Receipt of any commission by MD / WTD from Company or for receipt of
commission/remuneration from its Holding or Subsidiary Company
During the year under review, the Company has not paid any commission
to any of its directors. The Company does not have any Subsidiary. The Holding Company has
not paid any commission to any of its Whole Time Director during the year under review.
Separate Meeting of the Independent Directors
In Compliance with the provision of the Companies Act, 2013 SEBI
(Listing Obligations and Disclose Requirements) Regulations, 2015, the Independent
Directors held a Meeting on January 20, 2024, and they, inter alia:
i. Reviewed the performance of non-independent directors and the Board
as a whole;
ii. Reviewed the performance of the Chairperson of the Company
iii. Assessed the quality, quantity, and timeliness of flow of
information between the Company's Management and the Board, which is necessary for the
Board to perform their duties effectively and reasonably.
The Independent Directors holds a unanimous opinion that the
Non-Independent Directors bring to the Board constructive knowledge in their respective
field. The Independent Directors expressed their satisfaction with overall functioning and
implementations of their suggestions.
Familiarisation Programme for Independent Directors
The details of programmes for familiarisation of Independent Directors
with the Company, their roles, rights, responsibilities in the Company, nature of the
industry in which the Company operates, business model of the Company and related matters
along with other details as required pursuant to the provisions of the SEBI (Listing
Obligations and Disclosure Requirements) Regulations, 2015 are available on the website of
the Company at www.nsil.co.in.
Declaration of Independent Directors
The Company has received necessary declaration from each Independent
Director under section 149(7) of the Companies Act, 2013 that they meet the criteria of
Independence laid down in Section 149(6) of the Companies Act, 2013 and Regulation 25 of
SEBI (Listing Obligations and Disclosure Requirements) Regulations, 2015.

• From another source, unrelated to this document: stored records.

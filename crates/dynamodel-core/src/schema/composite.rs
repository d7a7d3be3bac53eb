//! Composite attribute templates.

use dynamodel_model::{Document, Value};
use regex::Regex;

const TOKEN_PATTERN: &str = r"\{([^{}]+)\}";

#[derive(Debug, Clone, PartialEq, Eq)]
enum Segment {
    Literal(String),
    Variable(String),
}

/// A template such as `"USER#{id}#{createdAt}"`, split into literal text and
/// variable references once at normalization time.
#[derive(Debug, Clone, PartialEq, Eq)]
pub struct CompositeTemplate {
    source: String,
    segments: Vec<Segment>,
    variables: Vec<String>,
}

impl CompositeTemplate {
    /// Parse a template. Variables are collected in order of first
    /// appearance.
    pub fn parse(template: &str) -> Result<Self, regex::Error> {
        let token = Regex::new(TOKEN_PATTERN)?;
        let mut segments = Vec::new();
        let mut variables: Vec<String> = Vec::new();
        let mut last = 0;
        for cap in token.captures_iter(template) {
            let (Some(whole), Some(name)) = (cap.get(0), cap.get(1)) else {
                continue;
            };
            if whole.start() > last {
                segments.push(Segment::Literal(template[last..whole.start()].to_owned()));
            }
            let name = name.as_str().trim().to_owned();
            if !variables.contains(&name) {
                variables.push(name.clone());
            }
            segments.push(Segment::Variable(name));
            last = whole.end();
        }
        if last < template.len() {
            segments.push(Segment::Literal(template[last..].to_owned()));
        }
        Ok(Self {
            source: template.to_owned(),
            segments,
            variables,
        })
    }

    /// Template source.
    #[must_use]
    pub fn as_str(&self) -> &str {
        &self.source
    }

    /// Referenced field names.
    #[must_use]
    pub fn variables(&self) -> &[String] {
        &self.variables
    }

    /// Substitute each variable with the field's value in `doc`; absent and
    /// null fields render as the empty string.
    #[must_use]
    pub fn render(&self, doc: &Document) -> String {
        let mut out = String::with_capacity(self.source.len());
        for segment in &self.segments {
            match segment {
                Segment::Literal(text) => out.push_str(text),
                Segment::Variable(name) => match doc.get(name) {
                    None | Some(Value::Null) => {}
                    Some(v) => out.push_str(&v.to_string()),
                },
            }
        }
        out
    }

    /// Whether every variable is present and non-null in `doc`.
    #[must_use]
    pub fn is_satisfied_by(&self, doc: &Document) -> bool {
        self.variables
            .iter()
            .all(|v| doc.get(v).is_some_and(|value| !value.is_null()))
    }
}
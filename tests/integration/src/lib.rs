//! End-to-end tests for dynamodel models.
//!
//! Every test drives a [`Model`] through its `prepare_*` and `read`
//! operations and inspects the compiled request shapes. Nothing here talks
//! to a store, so the suite runs as part of a normal `cargo test`.
//!
//! Set `RUST_LOG=dynamodel_core=debug` to see what the pipelines do.

use std::sync::Once;

use chrono::{DateTime, TimeZone, Utc};
use dynamodel_core::schema::{Hook, Predicate, RawProperty, RawSchema, Transform};
use dynamodel_core::{Model, ModelConfig};
use dynamodel_model::{DateFormat, IndexDefinition, KeySchema, Value};

static INIT: Once = Once::new();

/// Initialize tracing (once).
fn init_tracing() {
    INIT.call_once(|| {
        tracing_subscriber::fmt()
            .with_env_filter(
                tracing_subscriber::EnvFilter::try_from_default_env()
                    .unwrap_or_else(|_| tracing_subscriber::EnvFilter::new("warn")),
            )
            .with_test_writer()
            .init();
    });
}

/// Timestamp every clock hook in the sample model returns.
#[must_use]
pub fn fixed_now() -> DateTime<Utc> {
    Utc.with_ymd_and_hms(2024, 1, 2, 3, 4, 5)
        .single()
        .unwrap_or_else(|| panic!("fixed timestamp must be valid"))
}

/// Schema of the sample `orders` table.
#[must_use]
pub fn order_schema() -> RawSchema {
    let lines = RawSchema::new()
        .property("sku", RawProperty::new("STRING").required())
        .property("qty", RawProperty::new("NUMBER").validate("isUnsigned", true));
    let shipping = RawSchema::new()
        .property("city", RawProperty::new("STRING"))
        .property("zip", RawProperty::new("STRING").validate("notEmpty", true));

    RawSchema::new()
        .property("tenant", RawProperty::new("STRING").required())
        .property("orderId", RawProperty::new("STRING").required())
        .property("pk", RawProperty::new("STRING").composite("{tenant}#{orderId}"))
        .property(
            "status",
            RawProperty::new("STRING")
                .enum_values(["pending", "shipped", "cancelled"])
                .default_value("pending"),
        )
        .property("total", RawProperty::new("NUMBER").validate("isUnsigned", true))
        .property(
            "email",
            RawProperty::new("STRING")
                .set(Transform::sync(|value| {
                    Ok(match value {
                        Value::String(s) => Value::String(s.to_lowercase()),
                        other => other,
                    })
                }))
                .validate(
                    "isEmail",
                    Predicate::sync(|value| value.as_str().is_some_and(|s| s.contains('@'))),
                ),
        )
        .property(
            "createdAt",
            RawProperty::new("DATE").on_create(Hook::sync(|current, _| {
                Ok(Some(current.unwrap_or_else(|| Value::Date(fixed_now()))))
            })),
        )
        .property(
            "updatedAt",
            RawProperty::new("DATE")
                .format(DateFormat::Number)
                .on_update(Hook::sync(|_, _| Ok(Some(Value::Date(fixed_now())))))
                .on_upsert(Hook::sync(|_, _| Ok(Some(Value::Date(fixed_now()))))),
        )
        .property("lines", RawProperty::new("LIST").properties(lines))
        .property("shipping", RawProperty::new("OBJECT").properties(shipping))
}

/// The sample `orders` model with the given configuration.
#[must_use]
pub fn order_model_with(config: ModelConfig) -> Model {
    init_tracing();
    Model::new(
        "orders",
        &order_schema(),
        KeySchema::new("pk").with_range("orderId"),
        vec![
            IndexDefinition::global("byStatus", KeySchema::new("status").with_range("createdAt")),
            IndexDefinition::local("byTotal", KeySchema::new("pk").with_range("total")),
        ],
        config,
    )
    .unwrap_or_else(|e| panic!("sample model must be valid: {e}"))
}

/// The sample `orders` model with default configuration.
#[must_use]
pub fn order_model() -> Model {
    order_model_with(ModelConfig::default())
}

/// Placeholder bound to `attribute` in a names map.
#[must_use]
pub fn placeholder_for<'a>(
    names: &'a std::collections::HashMap<String, String>,
    attribute: &str,
) -> Option<&'a str> {
    names
        .iter()
        .find(|(_, name)| name.as_str() == attribute)
        .map(|(placeholder, _)| placeholder.as_str())
}

mod test_create;
mod test_query;
mod test_read;
mod test_schema_json;
mod test_update;
//! Attribute type tags, date storage formats, key schemas and index definitions.

use std::fmt;
use std::str::FromStr;

use serde::{Deserialize, Serialize};

// ---------------------------------------------------------------------------
// AttributeType
// ---------------------------------------------------------------------------

/// Type tag of a declared property.
///
/// The first five variants are the registry scalars. `List` and `Object` are
/// structural and may carry a nested sub-schema.
#[derive(Debug, Clone, Copy, PartialEq, Eq, Hash)]
pub enum AttributeType {
    /// UTF-8 string.
    String,
    /// Number.
    Number,
    /// Boolean.
    Boolean,
    /// Date/time, stored as epoch milliseconds or an ISO-8601 string.
    Date,
    /// Byte buffer.
    Binary,
    /// List of values.
    List,
    /// Nested object.
    Object,
}

impl AttributeType {
    /// Canonical tag name.
    #[must_use]
    pub fn as_str(&self) -> &'static str {
        match self {
            Self::String => "STRING",
            Self::Number => "NUMBER",
            Self::Boolean => "BOOLEAN",
            Self::Date => "DATE",
            Self::Binary => "BINARY",
            Self::List => "LIST",
            Self::Object => "OBJECT",
        }
    }

    /// Resolve a canonical tag or a convenience spelling.
    ///
    /// Matching is case-insensitive, so `STRING`, `String` and `string` all
    /// resolve to [`AttributeType::String`].
    #[must_use]
    pub fn from_alias(name: &str) -> Option<Self> {
        let lower = name.trim().to_ascii_lowercase();
        let ty = match lower.as_str() {
            "string" | "str" | "&str" | "text" => Self::String,
            "number" | "f64" | "f32" | "i64" | "i32" | "u64" | "u32" | "int" | "integer"
            | "float" => Self::Number,
            "boolean" | "bool" => Self::Boolean,
            "date" | "datetime" | "chrono::datetime" | "systemtime" | "timestamp" => Self::Date,
            "binary" | "buffer" | "bytes" | "vec<u8>" => Self::Binary,
            "list" | "array" | "vec" => Self::List,
            "object" | "map" | "hashmap" => Self::Object,
            _ => return None,
        };
        Some(ty)
    }

    /// Whether this is one of the five registry scalars.
    #[must_use]
    pub fn is_scalar(&self) -> bool {
        !self.is_structural()
    }

    /// Whether this is `List` or `Object`.
    #[must_use]
    pub fn is_structural(&self) -> bool {
        matches!(self, Self::List | Self::Object)
    }

    /// Whether a property of this type may back a hash or range key.
    #[must_use]
    pub fn is_key_type(&self) -> bool {
        matches!(
            self,
            Self::String | Self::Number | Self::Binary | Self::Date
        )
    }
}

impl fmt::Display for AttributeType {
    fn fmt(&self, f: &mut fmt::Formatter<'_>) -> fmt::Result {
        f.write_str(self.as_str())
    }
}

impl FromStr for AttributeType {
    type Err = String;

    fn from_str(s: &str) -> Result<Self, Self::Err> {
        Self::from_alias(s).ok_or_else(|| format!("unknown attribute type '{s}'"))
    }
}

impl Serialize for AttributeType {
    fn serialize<S: serde::Serializer>(&self, serializer: S) -> Result<S::Ok, S::Error> {
        serializer.serialize_str(self.as_str())
    }
}

impl<'de> Deserialize<'de> for AttributeType {
    fn deserialize<D: serde::Deserializer<'de>>(deserializer: D) -> Result<Self, D::Error> {
        let s = String::deserialize(deserializer)?;
        s.parse().map_err(serde::de::Error::custom)
    }
}

// ---------------------------------------------------------------------------
// DateFormat
// ---------------------------------------------------------------------------

/// Storage format of a `DATE` property.
#[derive(Debug, Clone, Copy, PartialEq, Eq, Hash, Default, Serialize, Deserialize)]
#[serde(rename_all = "lowercase")]
pub enum DateFormat {
    /// ISO-8601 string with millisecond precision.
    #[default]
    #[serde(alias = "ISO", alias = "String")]
    Iso,
    /// Milliseconds since the Unix epoch.
    #[serde(alias = "Number", alias = "NUMBER")]
    Number,
}

// ---------------------------------------------------------------------------
// Keys and indexes
// ---------------------------------------------------------------------------

/// Hash/range key pair naming schema properties.
#[derive(Debug, Clone, PartialEq, Eq, Hash, Serialize, Deserialize)]
#[serde(rename_all = "camelCase")]
pub struct KeySchema {
    /// Partition (hash) key property.
    pub hash: String,
    /// Optional sort (range) key property.
    #[serde(default, skip_serializing_if = "Option::is_none")]
    pub range: Option<String>,
}

impl KeySchema {
    /// Key schema with only a hash key.
    #[must_use]
    pub fn new(hash: impl Into<String>) -> Self {
        Self {
            hash: hash.into(),
            range: None,
        }
    }

    /// Add a range key.
    #[must_use]
    pub fn with_range(mut self, range: impl Into<String>) -> Self {
        self.range = Some(range.into());
        self
    }

    /// Key attribute names, hash first.
    pub fn attributes(&self) -> impl Iterator<Item = &str> {
        std::iter::once(self.hash.as_str()).chain(self.range.as_deref())
    }

    /// Whether `name` is the hash or range attribute.
    #[must_use]
    pub fn contains(&self, name: &str) -> bool {
        self.attributes().any(|a| a == name)
    }
}

/// Kind of secondary index.
#[derive(Debug, Clone, Copy, PartialEq, Eq, Hash, Default, Serialize, Deserialize)]
#[serde(rename_all = "lowercase")]
pub enum IndexKind {
    /// Global secondary index: any hash key.
    #[default]
    Global,
    /// Local secondary index: shares the table hash key.
    Local,
}

/// A named secondary index.
#[derive(Debug, Clone, PartialEq, Eq, Hash, Serialize, Deserialize)]
#[serde(rename_all = "camelCase")]
pub struct IndexDefinition {
    /// Index name.
    pub name: String,
    /// Global or local.
    #[serde(default)]
    pub kind: IndexKind,
    /// Index key attributes.
    #[serde(flatten)]
    pub key: KeySchema,
}

impl IndexDefinition {
    /// Global index over the given key.
    #[must_use]
    pub fn global(name: impl Into<String>, key: KeySchema) -> Self {
        Self {
            name: name.into(),
            kind: IndexKind::Global,
            key,
        }
    }

    /// Local index over the given key.
    #[must_use]
    pub fn local(name: impl Into<String>, key: KeySchema) -> Self {
        Self {
            name: name.into(),
            kind: IndexKind::Local,
            key,
        }
    }
}
//! Crate-level error type.

use crate::coerce::CoercionError;
use crate::expression::CompileError;
use crate::schema::SchemaError;
use crate::validate::ValidationError;

/// A required hash or range attribute is missing from a key.
#[derive(Debug, Clone, PartialEq, Eq, thiserror::Error)]
#[error("missing key attribute '{attribute}'")]
pub struct MissingKeyError {
    /// The absent attribute.
    pub attribute: String,
}

/// Any error a [`Model`](crate::model::Model) operation can return.
#[derive(Debug, thiserror::Error)]
pub enum ModelError {
    /// Model definition is invalid.
    #[error(transparent)]
    Schema(#[from] SchemaError),
    /// A document failed validation.
    #[error(transparent)]
    Validation(#[from] ValidationError),
    /// A query or update document is malformed.
    #[error(transparent)]
    Compile(#[from] CompileError),
    /// A value could not be coerced.
    #[error(transparent)]
    Coercion(#[from] CoercionError),
    /// A key lookup is missing an attribute.
    #[error(transparent)]
    MissingKey(#[from] MissingKeyError),
}

/// Join a parent path and a child segment: `a` + `b` is `a.b`, `a` + `[0]`
/// is `a[0]`, and an empty side yields the other.
#[must_use]
pub fn join_path(prefix: &str, path: &str) -> String {
    match (prefix.is_empty(), path.is_empty()) {
        (true, _) => path.to_owned(),
        (false, true) => prefix.to_owned(),
        (false, false) if path.starts_with('[') => format!("{prefix}{path}"),
        (false, false) => format!("{prefix}.{path}"),
    }
}

#[cfg(test)]
mod tests {
    use super::*;

    #[test]
    fn test_should_join_paths() {
        assert_eq!(join_path("", "a"), "a");
        assert_eq!(join_path("a", ""), "a");
        assert_eq!(join_path("a", "b"), "a.b");
        assert_eq!(join_path("a", "[2].b"), "a[2].b");
        assert_eq!(join_path("tags[]", "label"), "tags[].label");
    }
}
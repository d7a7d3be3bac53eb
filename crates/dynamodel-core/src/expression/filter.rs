//! Filter expression compiler.
//!
//! Compiles a [`Where`] document into a boolean filter expression. Top-level
//! clauses are `AND`-joined without parentheses. `AND`/`OR` groups are
//! parenthesized and `NOT` renders as `NOT (...)`; each group extends the
//! placeholder prefix with `a`, `o` or `n`.
//!
//! A leaf is one attribute and either a bare value (equality) or an operator
//! set. The operator set selects exactly one family: `EQ`, `NE`, `IN`, or a
//! range made of at most one of `LT`/`LTE` and at most one of `GT`/`GTE`.
//! A two-sided range shares the name placeholder and suffixes the values
//! with `l` (the `LT`/`LTE` side) and `r` (the `GT`/`GTE` side). `IN`
//! suffixes each element with `l` and its index.

use dynamodel_model::{Clause, Condition, ExpressionFragment, Operator, Value, Where};
use futures::FutureExt;
use futures::future::BoxFuture;
use tracing::debug;

use super::CompileError;
use super::placeholder::Placeholders;
use crate::coerce::coerce_value;
use crate::schema::{PropertyDefinition, Schema};

/// Compile a filter document. Returns `None` when it has no leaves.
pub async fn build_filter_expression(
    schema: &Schema,
    filter: &Where,
) -> Result<Option<ExpressionFragment>, CompileError> {
    let mut compiler = FilterCompiler {
        schema,
        placeholders: Placeholders::new(),
    };
    let parts = compiler.compile(filter, "f".to_owned()).await?;
    if parts.is_empty() {
        return Ok(None);
    }
    let expression = join(parts, " AND ");
    debug!(%expression, "compiled filter expression");
    Ok(Some(compiler.placeholders.finish(expression)))
}

/// Compiled piece of an expression. `compound` marks an unparenthesized
/// conjunction: a two-sided range or a multi-clause document inside a group.
struct Part {
    text: String,
    compound: bool,
}

impl Part {
    fn simple(text: String) -> Self {
        Self {
            text,
            compound: false,
        }
    }

    fn wrapped(self) -> String {
        if self.compound {
            format!("({})", self.text)
        } else {
            self.text
        }
    }
}

fn join(parts: Vec<Part>, separator: &str) -> String {
    parts
        .into_iter()
        .map(|p| p.text)
        .collect::<Vec<_>>()
        .join(separator)
}

struct FilterCompiler<'a> {
    schema: &'a Schema,
    placeholders: Placeholders,
}

impl FilterCompiler<'_> {
    fn compile<'b>(
        &'b mut self,
        doc: &'b Where,
        prefix: String,
    ) -> BoxFuture<'b, Result<Vec<Part>, CompileError>> {
        async move {
            let mut parts = Vec::new();
            for clause in doc.clauses() {
                match clause {
                    Clause::Attribute { name, condition } => {
                        parts.push(self.leaf(name, condition, &prefix).await?);
                    }
                    Clause::Group { op, docs } => {
                        if let Some(part) = self.group(*op, docs, &prefix).await? {
                            parts.push(part);
                        }
                    }
                }
            }
            Ok(parts)
        }
        .boxed()
    }

    async fn group(
        &mut self,
        op: Operator,
        docs: &[Where],
        prefix: &str,
    ) -> Result<Option<Part>, CompileError> {
        let letter = op
            .group_letter()
            .ok_or(CompileError::NotAGroupOperator(op))?;
        let child_prefix = format!("{prefix}{letter}");

        let mut elements = Vec::with_capacity(docs.len());
        for doc in docs {
            let mut parts = self.compile(doc, child_prefix.clone()).await?;
            match parts.len() {
                0 => {}
                1 => elements.extend(parts.pop()),
                _ => elements.push(Part {
                    text: join(parts, " AND "),
                    compound: true,
                }),
            }
        }
        if elements.is_empty() {
            return Ok(None);
        }

        let text = match op {
            Operator::Or => format!(
                "({})",
                elements
                    .into_iter()
                    .map(Part::wrapped)
                    .collect::<Vec<_>>()
                    .join(" OR ")
            ),
            Operator::Not => format!("NOT ({})", join(elements, " AND ")),
            _ => format!("({})", join(elements, " AND ")),
        };
        Ok(Some(Part::simple(text)))
    }

    async fn leaf(
        &mut self,
        attribute: &str,
        condition: &Condition,
        prefix: &str,
    ) -> Result<Part, CompileError> {
        let prop = self
            .schema
            .get(attribute)
            .ok_or_else(|| CompileError::UnknownProperty(attribute.to_owned()))?;
        let plan = match condition {
            Condition::Value(value) => Plan::Compare(Operator::Eq, value),
            Condition::Operators(pairs) => classify(attribute, pairs)?,
        };

        let (name, value) = self.placeholders.allocate(prefix);
        self.placeholders.bind_name(&name, attribute);

        match plan {
            Plan::Compare(op, operand_value) => {
                let symbol = symbol_of(op);
                let stored = operand(prop, attribute, operand_value).await?;
                self.placeholders.bind_value(value.clone(), stored);
                Ok(Part::simple(format!("{name} {symbol} {value}")))
            }
            Plan::Range { lower, upper } => {
                let (lower_op, lower_value) = lower;
                let (upper_op, upper_value) = upper;
                let lower_stored = operand(prop, attribute, lower_value).await?;
                let upper_stored = operand(prop, attribute, upper_value).await?;
                self.placeholders.bind_value(format!("{value}l"), lower_stored);
                self.placeholders.bind_value(format!("{value}r"), upper_stored);
                Ok(Part {
                    text: format!(
                        "{name} {} {value}l AND {name} {} {value}r",
                        symbol_of(lower_op),
                        symbol_of(upper_op)
                    ),
                    compound: true,
                })
            }
            Plan::In(list) => {
                let Value::List(items) = list else {
                    return Err(CompileError::InvalidInOperand(attribute.to_owned()));
                };
                if items.is_empty() {
                    return Err(CompileError::EmptyIn(attribute.to_owned()));
                }
                let mut placeholders = Vec::with_capacity(items.len());
                for (i, item) in items.iter().enumerate() {
                    let stored = operand(prop, attribute, item).await?;
                    let placeholder = format!("{value}l{i}");
                    self.placeholders.bind_value(placeholder.clone(), stored);
                    placeholders.push(placeholder);
                }
                Ok(Part::simple(format!(
                    "{name} IN ({})",
                    placeholders.join(", ")
                )))
            }
        }
    }
}

/// What a leaf compiles to.
enum Plan<'v> {
    Compare(Operator, &'v Value),
    Range {
        lower: (Operator, &'v Value),
        upper: (Operator, &'v Value),
    },
    In(&'v Value),
}

fn classify<'v>(
    attribute: &str,
    pairs: &'v [(Operator, Value)],
) -> Result<Plan<'v>, CompileError> {
    if pairs.is_empty() {
        return Err(CompileError::EmptyOperators(attribute.to_owned()));
    }

    let mut standalone: Option<(Operator, &Value)> = None;
    let mut lower: Option<(Operator, &Value)> = None;
    let mut upper: Option<(Operator, &Value)> = None;

    for (op, value) in pairs {
        let slot = match op {
            Operator::And | Operator::Or | Operator::Not => {
                return Err(CompileError::MisplacedOperator {
                    attribute: attribute.to_owned(),
                    operator: *op,
                });
            }
            Operator::Lt | Operator::Lte => &mut lower,
            Operator::Gt | Operator::Gte => &mut upper,
            Operator::Eq | Operator::Ne | Operator::In => &mut standalone,
        };
        if let Some((first, _)) = slot {
            return Err(if is_range(*op) {
                CompileError::ConflictingOperators {
                    attribute: attribute.to_owned(),
                    first: *first,
                    second: *op,
                }
            } else {
                CompileError::MixedOperators {
                    attribute: attribute.to_owned(),
                    operator: *op,
                }
            });
        }
        *slot = Some((*op, value));
    }

    match (standalone, lower, upper) {
        (Some((Operator::In, list)), None, None) => Ok(Plan::In(list)),
        (Some((op, value)), None, None)
        | (None, Some((op, value)), None)
        | (None, None, Some((op, value))) => Ok(Plan::Compare(op, value)),
        (None, Some(lower), Some(upper)) => Ok(Plan::Range { lower, upper }),
        (Some((op, _)), _, _) => Err(CompileError::MixedOperators {
            attribute: attribute.to_owned(),
            operator: op,
        }),
        (None, None, None) => Err(CompileError::EmptyOperators(attribute.to_owned())),
    }
}

fn is_range(op: Operator) -> bool {
    matches!(op, Operator::Lt | Operator::Lte | Operator::Gt | Operator::Gte)
}

fn symbol_of(op: Operator) -> &'static str {
    op.symbol().unwrap_or("=")
}

/// Type-check a comparison operand and coerce it for storage.
pub(crate) async fn operand(
    prop: &PropertyDefinition,
    attribute: &str,
    value: &Value,
) -> Result<Value, CompileError> {
    if !matches!(
        value,
        Value::String(_) | Value::Number(_) | Value::Bool(_) | Value::Date(_)
    ) {
        return Err(CompileError::InvalidValueType {
            attribute: attribute.to_owned(),
            found: value.type_name(),
        });
    }
    coerce_value(prop, value.clone())
        .await
        .map_err(|e| CompileError::Coercion(e.prefixed(attribute)))
}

The Independent Directors of the Company have complied with the Code
for Independent Directors prescribed in Schedule IV of the Companies Act, 2013.
Meetings
The Board met 7 times during the financial year.
During the year under review the Board of Directors met 7 (seven) times
on May 09, 2023, June 13, 2023, July 21,2023 August 01,2023, August 08, 2023 October 31,
2023, January 20, 2024. The intervening gap between the Meetings was within the period
prescribed under the Companies Act, 2013, Secretarial Standards on Board Meetings and SEBI
(Listing Obligations and Disclosure Requirements) Regulations, 2015 as amended from time
to time.
Directors' Responsibility Statement
Pursuant to Section 134(3)(c) of the Act, your Directors state that:
(a) in the preparation of the annual accounts for the year ended March
31, 2024, the applicable Accounting Standards read had been followed and there are no
material departures from the same;
(b) they have selected such accounting policies and applied them
consistently and made judgments and estimates that are reasonable and prudent so as to
give a true and fair view of the state of affairs of the company as at March 31, 2024 and
of the profit of the Company for year ended on that date;
(c) they have taken proper and sufficient care for the maintenance of
adequate accounting records in accordance with the provisions of this Act for safeguarding
the assets of the company and for preventing and detecting fraud and other irregularities;
(d) the annual accounts have been prepared on a going concern basis;
(e) the directors have laid down internal financial controls to be
followed by the company and that such internal financial controls are adequate and were
operating effectively; and
(f) the Directors have devised proper systems to ensure compliance with
the provisions of all applicable laws and that such systems were adequate and operating
effectively.
Secretarial Standards
The Company has devised proper systems to ensure compliance with the
provisions of Secretarial Standards on Meetings of the Board of Directors (SS-1) and
Secretarial Standards on General Meetings (SS-2) and is in compliance with the same.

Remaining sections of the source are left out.